His earliest work was The Ritual of the New Testament, 1873, 8vo.
In, he published Our Lady's Dowry, which reached a third edition in 1890.
His most extensive work was his History of the Holy Eucharist in Great Britain, 1881, 2 vols. 8vo.
In 1888, he published a Life of Blessed John Fisher (2nd edit. 1890); in 1889 The True Story of the Catholic Hierarchy deposed by Queen Elizabeth, and in 1891 The Life and Writings of Sir Thomas More.

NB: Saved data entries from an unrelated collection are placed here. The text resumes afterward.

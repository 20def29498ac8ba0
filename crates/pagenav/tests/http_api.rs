//! Router-level tests for the pagination endpoints.
//!
//! Requests are driven through the full axum router with `oneshot`, so no
//! listener is bound.

use axum::{
    Router,
    body::{Body, to_bytes},
    http::{Request, StatusCode, header},
};
use pagenav::{config::NavConfig, create_router};
use serde_json::Value;
use tower::ServiceExt;

fn app() -> Router {
    create_router(NavConfig::default())
}

fn nav_uri(path: &str, href: &str, extra: &[(&str, &str)]) -> String {
    let mut query = form_urlencoded::Serializer::new(String::new());
    query.append_pair("href", href);
    for (k, v) in extra {
        query.append_pair(k, v);
    }
    format!("{path}?{}", query.finish())
}

async fn send(request: Request<Body>) -> (StatusCode, axum::http::HeaderMap, Vec<u8>) {
    let response = app().oneshot(request).await.expect("router is infallible");
    let status = response.status();
    let headers = response.headers().clone();
    let body = to_bytes(response.into_body(), usize::MAX)
        .await
        .expect("Failed to read body");
    (status, headers, body.to_vec())
}

async fn get_json(uri: &str) -> (StatusCode, Value) {
    let (status, _, body) = send(Request::get(uri).body(Body::empty()).unwrap()).await;
    (status, serde_json::from_slice(&body).expect("Body is not JSON"))
}

#[tokio::test]
async fn test_health() {
    let (status, body) = get_json("/health").await;
    assert_eq!(status, StatusCode::OK);
    assert_eq!(body["status"], "ok");
}

#[tokio::test]
async fn test_nav_middle_page() {
    let uri = nav_uri(
        "/nav",
        "/projects?page=5&sort=name#list",
        &[("total", "100"), ("per_page", "10")],
    );
    let (status, body) = get_json(&uri).await;
    assert_eq!(status, StatusCode::OK);
    assert_eq!(body["current_page"], 5);
    assert_eq!(body["window"]["pages"], serde_json::json!([3, 4, 5, 6, 7]));
    assert_eq!(body["window"]["show_first"], true);
    assert_eq!(body["window"]["show_last"], true);

    let items = body["nav"]["items"].as_array().unwrap();
    assert_eq!(items.len(), 9);
    assert_eq!(items[0]["kind"], "first");
    assert_eq!(items[0]["href"], "/projects?page=1&sort=name#list");
    assert_eq!(items[4]["active"], true);
    assert_eq!(items[8]["kind"], "last");
    assert_eq!(items[8]["href"], "/projects?page=10&sort=name#list");
    assert!(body["redirect"].is_null());
}

#[tokio::test]
async fn test_nav_response_shape() {
    let uri = nav_uri(
        "/nav",
        "/projects?page=2",
        &[("total", "40"), ("total_in_page", "12")],
    );
    let (status, body) = get_json(&uri).await;
    assert_eq!(status, StatusCode::OK);

    let mut keys: Vec<&str> = body.as_object().unwrap().keys().map(String::as_str).collect();
    keys.sort_unstable();
    assert_eq!(
        keys,
        [
            "current_page",
            "nav",
            "page_info",
            "redirect",
            "summary",
            "summary_text",
            "window",
        ]
    );
    assert_eq!(
        body["page_info"],
        serde_json::json!({ "page": 2, "per_page": 12, "total": 40, "total_pages": 4 })
    );
    assert_eq!(body["summary_text"], "13 - 24 of 40 results");

    let page_item = &body["nav"]["items"][1];
    assert_eq!(page_item["kind"], "page");
    assert_eq!(page_item["page"], 1);
    assert!(page_item.get("target").is_none());
}

#[tokio::test]
async fn test_nav_max_pages_over_limit_is_rejected() {
    let uri = nav_uri("/nav", "/projects", &[("total", "1000"), ("max_pages", "51")]);
    let (status, body) = get_json(&uri).await;
    assert_eq!(status, StatusCode::BAD_REQUEST);
    assert_eq!(body["error"], "Invalid input: max_pages must be at most 50");
}

#[tokio::test]
async fn test_nav_single_page_has_no_controls() {
    let uri = nav_uri("/nav", "/projects", &[("total", "12")]);
    let (status, body) = get_json(&uri).await;
    assert_eq!(status, StatusCode::OK);
    assert!(body["nav"].is_null());
    assert_eq!(body["window"]["pages"], serde_json::json!([]));
}

#[tokio::test]
async fn test_nav_sets_pagination_headers() {
    let uri = nav_uri("/nav", "/projects?page=2", &[("total", "30"), ("per_page", "10")]);
    let (status, headers, _) = send(Request::get(uri).body(Body::empty()).unwrap()).await;
    assert_eq!(status, StatusCode::OK);
    assert_eq!(headers.get("page").unwrap(), "2");
    assert_eq!(headers.get("per-page").unwrap(), "10");
    assert_eq!(headers.get("total").unwrap(), "30");
    assert_eq!(headers.get("total-pages").unwrap(), "3");
    assert_eq!(headers.get(header::X_CONTENT_TYPE_OPTIONS).unwrap(), "nosniff");
}

#[tokio::test]
async fn test_nav_reads_upstream_headers() {
    let uri = nav_uri("/nav", "/data-connectors?page=2", &[]);
    let request = Request::get(uri)
        .header("total", "45")
        .header("per-page", "20")
        .body(Body::empty())
        .unwrap();
    let (status, _, body) = send(request).await;
    let body: Value = serde_json::from_slice(&body).unwrap();
    assert_eq!(status, StatusCode::OK);
    assert_eq!(body["page_info"]["total_pages"], 3);
    assert_eq!(body["window"]["pages"], serde_json::json!([1, 2, 3]));
}

#[tokio::test]
async fn test_nav_redirect_past_end() {
    let uri = nav_uri("/nav", "/projects?page=12&sort=name", &[("total", "25")]);
    let (_, body) = get_json(&uri).await;
    assert_eq!(body["redirect"], "/projects?page=3&sort=name");
}

#[tokio::test]
async fn test_nav_rejects_bad_location() {
    let uri = nav_uri("/nav", "projects?page=2", &[("total", "25")]);
    let (status, body) = get_json(&uri).await;
    assert_eq!(status, StatusCode::BAD_REQUEST);
    assert!(body["error"].as_str().unwrap().starts_with("Invalid location"));
}

#[tokio::test]
async fn test_nav_rejects_bad_header() {
    let request = Request::get(nav_uri("/nav", "/projects", &[]))
        .header("total", "many")
        .body(Body::empty())
        .unwrap();
    let (status, _, _) = send(request).await;
    assert_eq!(status, StatusCode::BAD_REQUEST);
}

#[tokio::test]
async fn test_nav_html() {
    let uri = nav_uri(
        "/nav.html",
        "/projects?page=2",
        &[("total", "30"), ("per_page", "10"), ("total_in_page", "10")],
    );
    let (status, headers, body) = send(Request::get(uri).body(Body::empty()).unwrap()).await;
    let html = String::from_utf8(body).unwrap();
    assert_eq!(status, StatusCode::OK);
    assert!(
        headers
            .get(header::CONTENT_TYPE)
            .unwrap()
            .to_str()
            .unwrap()
            .starts_with("text/html")
    );
    assert!(html.contains(r#"<nav aria-label="page navigation">"#));
    assert!(html.contains(r#"aria-label="previous page""#));
    assert!(html.contains(r#"<div class="pagination-label">11 - 20 of 30 results</div>"#));
}

#[tokio::test]
async fn test_nav_html_empty_for_single_page() {
    let uri = nav_uri("/nav.html", "/projects", &[("total", "3")]);
    let (status, _, body) = send(Request::get(uri).body(Body::empty()).unwrap()).await;
    assert_eq!(status, StatusCode::OK);
    assert!(body.is_empty());
}

#[tokio::test]
async fn test_openapi_lists_paths() {
    let (status, body) = get_json("/openapi.json").await;
    assert_eq!(status, StatusCode::OK);
    assert!(body["paths"]["/nav"].is_object());
    assert!(body["paths"]["/nav.html"].is_object());
    assert!(body["paths"]["/health"].is_object());
}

He also edited the Sermons (1876) of Bishop Thomas Watson (1513–1584); Lyra Hieratica. Poems on the Priesthood, 1896; and wrote The Discipline of Drink; an historical inquiry into the principles and practice of the Catholic Church regarding the use, abuse, and disuse of alcoholic liquors, 1876, Historical Notes on Adare, Dublin, 1885, 8vo, and Sonnets and Epigrams on Sacred Subjects, London, 1898, 8vo.

He died of cancer at the monastery of St. Mary's, Clapham, on 17 February 1899, and was buried on the 21st in the churchyard at St Mary Magdalen Roman Catholic Church, Mortlake.

His youngest brother, Ronald, for many years consul at Buenos Ayres, died 16 February 1899.